Collection entries
● ● ● ● ●

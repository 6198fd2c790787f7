//! Task lifecycle states.

use serde::{Deserialize, Serialize};

use crate::error::TrackerError;

/// Completion state of a tracked task.
///
/// The lifecycle is linear: `Queued → Running → Completed`. `advance` and
/// `regress` move by exactly one step and fail at the bounds.
#[derive(Debug, Clone, Copy, PartialEq, Eq, Hash, Serialize, Deserialize)]
#[serde(rename_all = "snake_case")]
pub enum CompletionState {
    Queued = 0,
    Running = 1,
    Completed = 2,
}

impl CompletionState {
    /// Next state in the lifecycle.
    pub fn advance(self) -> Result<Self, TrackerError> {
        match self {
            Self::Queued => Ok(Self::Running),
            Self::Running => Ok(Self::Completed),
            Self::Completed => Err(TrackerError::IllegalTransition {
                from: "completed",
                op: "advance",
            }),
        }
    }

    /// Previous state in the lifecycle.
    pub fn regress(self) -> Result<Self, TrackerError> {
        match self {
            Self::Queued => Err(TrackerError::IllegalTransition {
                from: "queued",
                op: "regress",
            }),
            Self::Running => Ok(Self::Queued),
            Self::Completed => Ok(Self::Running),
        }
    }

    /// Numeric form used by the store and by HTTP query parameters.
    pub fn ordinal(self) -> i64 {
        self as i64
    }

    /// Parse an untrusted ordinal. Fails `InvalidState` outside [0, 2].
    pub fn from_ordinal(value: i64) -> Result<Self, TrackerError> {
        match value {
            0 => Ok(Self::Queued),
            1 => Ok(Self::Running),
            2 => Ok(Self::Completed),
            other => Err(TrackerError::InvalidState(other)),
        }
    }
}

impl std::fmt::Display for CompletionState {
    fn fmt(&self, f: &mut std::fmt::Formatter<'_>) -> std::fmt::Result {
        let s = match self {
            Self::Queued => "queued",
            Self::Running => "running",
            Self::Completed => "completed",
        };
        write!(f, "{s}")
    }
}

#[cfg(test)]
mod tests {
    use super::*;

    #[test]
    fn advance_walks_lifecycle_once() {
        let s = CompletionState::Queued;
        let s = s.advance().unwrap();
        assert_eq!(s, CompletionState::Running);
        let s = s.advance().unwrap();
        assert_eq!(s, CompletionState::Completed);
        assert_eq!(
            s.advance(),
            Err(TrackerError::IllegalTransition {
                from: "completed",
                op: "advance",
            })
        );
    }

    #[test]
    fn regress_fails_at_initial_bound() {
        assert!(CompletionState::Queued.regress().is_err());
        assert_eq!(
            CompletionState::Running.regress().unwrap(),
            CompletionState::Queued
        );
    }

    #[test]
    fn ordinal_roundtrip() {
        for s in [
            CompletionState::Queued,
            CompletionState::Running,
            CompletionState::Completed,
        ] {
            assert_eq!(CompletionState::from_ordinal(s.ordinal()).unwrap(), s);
        }
        assert_eq!(
            CompletionState::from_ordinal(3),
            Err(TrackerError::InvalidState(3))
        );
        assert_eq!(
            CompletionState::from_ordinal(-1),
            Err(TrackerError::InvalidState(-1))
        );
    }

    #[test]
    fn serde_snake_case() {
        assert_eq!(
            serde_json::to_string(&CompletionState::Running).unwrap(),
            "\"running\""
        );
    }
}
//! Lifecycle events and their fan-out to observers.
//!
//! The broker decouples the runner from delivery transports: the runner
//! publishes, the WebSocket layer (and anything else) subscribes. Delivery
//! is buffered and non-blocking, so a slow or dead subscriber can never
//! stall the download pipeline.

use std::sync::Mutex;

use serde::{Deserialize, Serialize};
use tokio::sync::broadcast;

use crate::task::{TaskId, TaskSnapshot};

/// Broadcast buffer per subscriber. Laggards drop the oldest events.
const BROKER_CAPACITY: usize = 256;

/// A task lifecycle event.
#[derive(Debug, Clone, Serialize, Deserialize)]
#[serde(tag = "type", rename_all = "snake_case")]
pub enum TaskEvent {
    /// Task accepted into the queue.
    Admitted { task: TaskSnapshot },
    /// Task handed to an execution slot.
    Activated { id: TaskId },
    /// Download progress changed.
    Progress { id: TaskId, percent: u8 },
    /// Task finished successfully.
    Completed { task: TaskSnapshot },
    /// Task finished with an error (including cancellation).
    Failed { task: TaskSnapshot },
    /// Task removed from the system.
    Removed { id: TaskId },
}

/// Fan-out publisher for [`TaskEvent`]s.
///
/// Constructed once and passed by reference to the components that need
/// it; there is deliberately no process-wide registry.
pub struct Broker {
    // `None` once closed; dropping the sender is what disconnects receivers.
    tx: Mutex<Option<broadcast::Sender<TaskEvent>>>,
}

impl Broker {
    pub fn new() -> Self {
        let (tx, _) = broadcast::channel(BROKER_CAPACITY);
        Self {
            tx: Mutex::new(Some(tx)),
        }
    }

    /// Deliver `event` to every current subscriber. No-op after `close`,
    /// and fine with zero subscribers.
    pub fn publish(&self, event: TaskEvent) {
        if let Some(tx) = self.tx.lock().unwrap().as_ref() {
            let _ = tx.send(event);
        }
    }

    /// Subscribe to all future events. After `close` the receiver reports
    /// the channel as closed on the first `recv`.
    pub fn subscribe(&self) -> broadcast::Receiver<TaskEvent> {
        match self.tx.lock().unwrap().as_ref() {
            Some(tx) => tx.subscribe(),
            None => closed_receiver(),
        }
    }

    pub fn subscriber_count(&self) -> usize {
        self.tx
            .lock()
            .unwrap()
            .as_ref()
            .map_or(0, |tx| tx.receiver_count())
    }

    /// Stop delivering events and disconnect every subscriber. Existing
    /// receivers drain what is buffered and then observe a closed channel.
    pub fn close(&self) {
        self.tx.lock().unwrap().take();
    }
}

fn closed_receiver() -> broadcast::Receiver<TaskEvent> {
    let (tx, rx) = broadcast::channel(1);
    drop(tx);
    rx
}

impl Default for Broker {
    fn default() -> Self {
        Self::new()
    }
}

● ● ● ● ●

Work instructions
Among the records, how many lines include the string "Some"? State the number and add nothing.

Answer to this problem
3